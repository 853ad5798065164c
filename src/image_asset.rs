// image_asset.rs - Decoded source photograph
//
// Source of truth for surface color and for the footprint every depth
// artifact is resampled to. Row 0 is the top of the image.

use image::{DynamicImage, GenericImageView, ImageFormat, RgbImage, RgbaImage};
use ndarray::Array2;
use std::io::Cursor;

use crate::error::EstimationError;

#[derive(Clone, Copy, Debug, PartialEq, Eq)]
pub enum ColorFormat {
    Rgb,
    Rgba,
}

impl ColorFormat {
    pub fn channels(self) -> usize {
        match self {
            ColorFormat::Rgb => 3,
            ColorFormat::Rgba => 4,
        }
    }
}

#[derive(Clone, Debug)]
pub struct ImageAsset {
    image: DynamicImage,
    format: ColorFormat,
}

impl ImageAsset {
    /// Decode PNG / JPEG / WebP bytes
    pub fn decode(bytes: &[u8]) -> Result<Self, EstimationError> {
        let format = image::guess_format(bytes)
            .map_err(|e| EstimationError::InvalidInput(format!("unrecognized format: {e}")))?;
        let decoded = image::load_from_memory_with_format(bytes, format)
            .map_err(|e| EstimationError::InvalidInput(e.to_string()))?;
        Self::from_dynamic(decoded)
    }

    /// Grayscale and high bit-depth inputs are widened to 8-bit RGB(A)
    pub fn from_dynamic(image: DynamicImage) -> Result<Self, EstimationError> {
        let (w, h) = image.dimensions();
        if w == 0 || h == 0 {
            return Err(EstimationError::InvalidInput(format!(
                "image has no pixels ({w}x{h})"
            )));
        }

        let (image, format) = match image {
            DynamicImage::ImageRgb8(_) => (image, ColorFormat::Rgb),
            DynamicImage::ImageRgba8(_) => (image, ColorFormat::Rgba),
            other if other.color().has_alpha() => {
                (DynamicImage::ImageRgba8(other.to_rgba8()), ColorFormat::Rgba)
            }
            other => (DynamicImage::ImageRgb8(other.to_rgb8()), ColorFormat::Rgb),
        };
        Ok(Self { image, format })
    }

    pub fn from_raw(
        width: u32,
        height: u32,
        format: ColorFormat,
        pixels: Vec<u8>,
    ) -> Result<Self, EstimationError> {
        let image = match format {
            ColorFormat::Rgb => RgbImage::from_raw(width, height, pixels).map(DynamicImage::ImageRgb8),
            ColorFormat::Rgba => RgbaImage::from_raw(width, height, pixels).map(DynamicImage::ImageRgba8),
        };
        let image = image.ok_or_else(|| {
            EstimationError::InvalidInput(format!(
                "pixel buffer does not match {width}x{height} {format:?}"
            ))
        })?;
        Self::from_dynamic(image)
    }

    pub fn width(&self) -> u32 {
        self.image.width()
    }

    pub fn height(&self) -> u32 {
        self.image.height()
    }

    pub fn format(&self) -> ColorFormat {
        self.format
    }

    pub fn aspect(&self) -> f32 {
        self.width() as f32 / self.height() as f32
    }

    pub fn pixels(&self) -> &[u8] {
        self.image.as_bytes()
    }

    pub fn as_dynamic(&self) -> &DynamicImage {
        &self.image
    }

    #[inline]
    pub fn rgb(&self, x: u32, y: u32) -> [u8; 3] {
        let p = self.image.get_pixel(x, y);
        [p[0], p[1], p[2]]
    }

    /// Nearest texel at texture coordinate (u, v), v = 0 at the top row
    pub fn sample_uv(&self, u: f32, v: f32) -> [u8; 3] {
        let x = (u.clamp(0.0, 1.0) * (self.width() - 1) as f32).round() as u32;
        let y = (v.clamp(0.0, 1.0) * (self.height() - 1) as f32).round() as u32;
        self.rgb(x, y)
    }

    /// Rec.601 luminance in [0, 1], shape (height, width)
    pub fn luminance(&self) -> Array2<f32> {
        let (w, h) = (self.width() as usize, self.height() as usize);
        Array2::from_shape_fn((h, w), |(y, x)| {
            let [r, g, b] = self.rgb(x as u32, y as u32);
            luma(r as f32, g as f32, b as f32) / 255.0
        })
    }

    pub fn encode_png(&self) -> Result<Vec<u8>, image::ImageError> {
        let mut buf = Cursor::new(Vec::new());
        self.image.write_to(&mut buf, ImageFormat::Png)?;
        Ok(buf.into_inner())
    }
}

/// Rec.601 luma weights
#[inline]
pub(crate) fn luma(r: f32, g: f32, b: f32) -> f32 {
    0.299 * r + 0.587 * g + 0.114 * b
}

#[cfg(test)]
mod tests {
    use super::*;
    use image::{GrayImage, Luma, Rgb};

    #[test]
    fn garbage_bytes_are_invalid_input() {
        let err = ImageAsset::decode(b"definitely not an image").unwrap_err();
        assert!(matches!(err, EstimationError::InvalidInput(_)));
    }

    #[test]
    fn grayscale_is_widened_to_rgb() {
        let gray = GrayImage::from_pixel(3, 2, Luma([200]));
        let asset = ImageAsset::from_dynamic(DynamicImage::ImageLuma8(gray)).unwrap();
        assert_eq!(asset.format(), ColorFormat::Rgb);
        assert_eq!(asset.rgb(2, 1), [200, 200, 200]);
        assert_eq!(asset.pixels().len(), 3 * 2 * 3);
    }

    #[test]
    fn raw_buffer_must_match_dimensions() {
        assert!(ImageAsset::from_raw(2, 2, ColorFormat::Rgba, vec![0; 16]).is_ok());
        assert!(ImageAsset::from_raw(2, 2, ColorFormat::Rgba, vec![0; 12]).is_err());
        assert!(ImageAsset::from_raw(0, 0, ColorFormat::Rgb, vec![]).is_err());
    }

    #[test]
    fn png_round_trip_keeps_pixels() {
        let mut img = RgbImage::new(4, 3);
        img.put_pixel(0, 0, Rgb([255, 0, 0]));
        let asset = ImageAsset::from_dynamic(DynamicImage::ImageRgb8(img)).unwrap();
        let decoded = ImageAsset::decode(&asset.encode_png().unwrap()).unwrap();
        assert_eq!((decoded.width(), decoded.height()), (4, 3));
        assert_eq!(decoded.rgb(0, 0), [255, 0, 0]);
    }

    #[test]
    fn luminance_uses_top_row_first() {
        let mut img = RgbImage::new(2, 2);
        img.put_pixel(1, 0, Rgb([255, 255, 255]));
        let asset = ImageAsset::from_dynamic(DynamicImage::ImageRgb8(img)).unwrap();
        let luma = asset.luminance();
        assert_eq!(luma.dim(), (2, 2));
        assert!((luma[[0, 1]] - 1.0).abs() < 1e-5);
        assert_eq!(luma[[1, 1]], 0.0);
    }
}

---

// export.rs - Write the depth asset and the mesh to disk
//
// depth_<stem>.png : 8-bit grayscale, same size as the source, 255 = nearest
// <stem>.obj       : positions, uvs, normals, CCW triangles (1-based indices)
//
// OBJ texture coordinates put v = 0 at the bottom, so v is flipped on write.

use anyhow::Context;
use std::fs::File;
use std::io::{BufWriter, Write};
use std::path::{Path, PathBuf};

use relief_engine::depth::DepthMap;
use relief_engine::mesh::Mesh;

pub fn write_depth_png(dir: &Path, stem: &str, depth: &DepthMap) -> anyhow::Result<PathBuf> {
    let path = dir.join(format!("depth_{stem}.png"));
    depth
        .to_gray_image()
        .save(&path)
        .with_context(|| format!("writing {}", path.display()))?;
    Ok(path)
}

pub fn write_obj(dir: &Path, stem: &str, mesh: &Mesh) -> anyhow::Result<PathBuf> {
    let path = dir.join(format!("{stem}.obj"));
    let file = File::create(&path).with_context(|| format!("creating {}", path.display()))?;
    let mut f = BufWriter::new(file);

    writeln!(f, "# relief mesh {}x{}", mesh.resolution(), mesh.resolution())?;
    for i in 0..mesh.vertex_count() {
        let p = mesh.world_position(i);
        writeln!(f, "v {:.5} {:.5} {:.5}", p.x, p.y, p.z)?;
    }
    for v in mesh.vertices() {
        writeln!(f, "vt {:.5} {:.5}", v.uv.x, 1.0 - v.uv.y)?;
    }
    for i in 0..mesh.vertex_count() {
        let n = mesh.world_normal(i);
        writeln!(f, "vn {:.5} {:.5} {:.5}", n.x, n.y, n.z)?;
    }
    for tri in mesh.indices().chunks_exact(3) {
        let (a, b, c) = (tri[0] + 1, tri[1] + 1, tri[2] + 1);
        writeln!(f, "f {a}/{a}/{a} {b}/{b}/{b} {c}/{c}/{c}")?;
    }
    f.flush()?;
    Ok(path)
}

...

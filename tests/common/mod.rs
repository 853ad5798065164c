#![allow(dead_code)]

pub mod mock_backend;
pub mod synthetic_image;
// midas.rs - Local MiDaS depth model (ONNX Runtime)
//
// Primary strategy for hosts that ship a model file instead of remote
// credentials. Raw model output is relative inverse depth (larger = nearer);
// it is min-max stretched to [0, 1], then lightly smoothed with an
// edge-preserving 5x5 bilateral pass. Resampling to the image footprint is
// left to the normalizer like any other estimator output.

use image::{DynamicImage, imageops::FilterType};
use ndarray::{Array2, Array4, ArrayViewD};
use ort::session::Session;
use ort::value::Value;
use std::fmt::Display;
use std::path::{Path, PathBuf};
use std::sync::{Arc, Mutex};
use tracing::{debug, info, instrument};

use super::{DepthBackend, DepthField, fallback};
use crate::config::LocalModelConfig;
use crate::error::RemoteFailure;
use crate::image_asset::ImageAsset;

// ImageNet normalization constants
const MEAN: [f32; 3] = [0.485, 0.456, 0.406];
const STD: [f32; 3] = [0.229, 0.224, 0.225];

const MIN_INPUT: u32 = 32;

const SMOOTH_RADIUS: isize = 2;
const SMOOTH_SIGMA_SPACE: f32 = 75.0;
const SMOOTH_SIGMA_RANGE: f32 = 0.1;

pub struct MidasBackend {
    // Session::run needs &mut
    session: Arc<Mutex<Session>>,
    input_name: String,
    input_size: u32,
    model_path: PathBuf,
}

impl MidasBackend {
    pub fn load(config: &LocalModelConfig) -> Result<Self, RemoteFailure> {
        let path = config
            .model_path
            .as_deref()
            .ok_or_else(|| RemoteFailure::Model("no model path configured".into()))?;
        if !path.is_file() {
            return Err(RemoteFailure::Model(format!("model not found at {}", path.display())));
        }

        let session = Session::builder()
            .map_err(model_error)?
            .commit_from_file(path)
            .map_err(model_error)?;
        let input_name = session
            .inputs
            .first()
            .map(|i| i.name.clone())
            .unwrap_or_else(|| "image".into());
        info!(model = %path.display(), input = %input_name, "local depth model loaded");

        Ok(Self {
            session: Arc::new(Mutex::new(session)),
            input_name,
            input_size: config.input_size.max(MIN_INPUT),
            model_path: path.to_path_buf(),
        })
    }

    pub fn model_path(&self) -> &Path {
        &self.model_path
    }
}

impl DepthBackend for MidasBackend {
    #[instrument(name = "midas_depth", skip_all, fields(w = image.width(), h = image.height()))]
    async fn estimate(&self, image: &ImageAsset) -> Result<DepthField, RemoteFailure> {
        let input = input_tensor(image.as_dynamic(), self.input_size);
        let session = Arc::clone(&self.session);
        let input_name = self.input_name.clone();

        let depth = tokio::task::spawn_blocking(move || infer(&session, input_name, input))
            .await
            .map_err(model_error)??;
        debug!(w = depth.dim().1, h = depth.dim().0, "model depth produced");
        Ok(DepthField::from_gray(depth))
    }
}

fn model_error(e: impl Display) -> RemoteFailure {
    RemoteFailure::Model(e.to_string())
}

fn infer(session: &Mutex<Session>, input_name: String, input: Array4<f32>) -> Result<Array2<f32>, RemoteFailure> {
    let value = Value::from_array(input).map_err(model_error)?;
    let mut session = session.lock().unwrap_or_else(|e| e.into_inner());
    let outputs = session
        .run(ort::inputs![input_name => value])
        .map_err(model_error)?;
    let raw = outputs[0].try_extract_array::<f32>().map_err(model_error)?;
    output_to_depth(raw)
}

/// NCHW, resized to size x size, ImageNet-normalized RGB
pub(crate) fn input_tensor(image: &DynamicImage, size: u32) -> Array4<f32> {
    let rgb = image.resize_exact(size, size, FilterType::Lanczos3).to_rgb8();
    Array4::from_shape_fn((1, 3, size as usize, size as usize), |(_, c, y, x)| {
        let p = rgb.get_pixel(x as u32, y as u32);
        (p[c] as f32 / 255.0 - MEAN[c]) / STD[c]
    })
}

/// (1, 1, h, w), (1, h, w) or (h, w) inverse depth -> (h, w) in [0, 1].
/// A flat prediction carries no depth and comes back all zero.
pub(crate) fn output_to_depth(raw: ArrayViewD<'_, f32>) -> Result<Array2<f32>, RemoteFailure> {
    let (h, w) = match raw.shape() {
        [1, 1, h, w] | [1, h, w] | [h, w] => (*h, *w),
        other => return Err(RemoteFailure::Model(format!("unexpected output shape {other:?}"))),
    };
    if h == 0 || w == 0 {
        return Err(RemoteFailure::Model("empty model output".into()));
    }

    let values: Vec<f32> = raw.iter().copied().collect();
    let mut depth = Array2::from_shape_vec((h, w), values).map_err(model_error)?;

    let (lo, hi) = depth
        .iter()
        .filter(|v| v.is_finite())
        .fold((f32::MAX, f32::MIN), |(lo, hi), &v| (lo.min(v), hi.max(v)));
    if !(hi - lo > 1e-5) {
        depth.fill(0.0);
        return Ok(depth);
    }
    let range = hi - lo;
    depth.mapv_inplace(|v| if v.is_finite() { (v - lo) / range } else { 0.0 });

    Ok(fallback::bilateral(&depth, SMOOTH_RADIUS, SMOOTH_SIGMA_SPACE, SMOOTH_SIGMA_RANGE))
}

- **About this task**
A complete answer gives every line of the records holding "struct".

- **Task response**
pub struct ImageAsset {
pub struct MidasBackend {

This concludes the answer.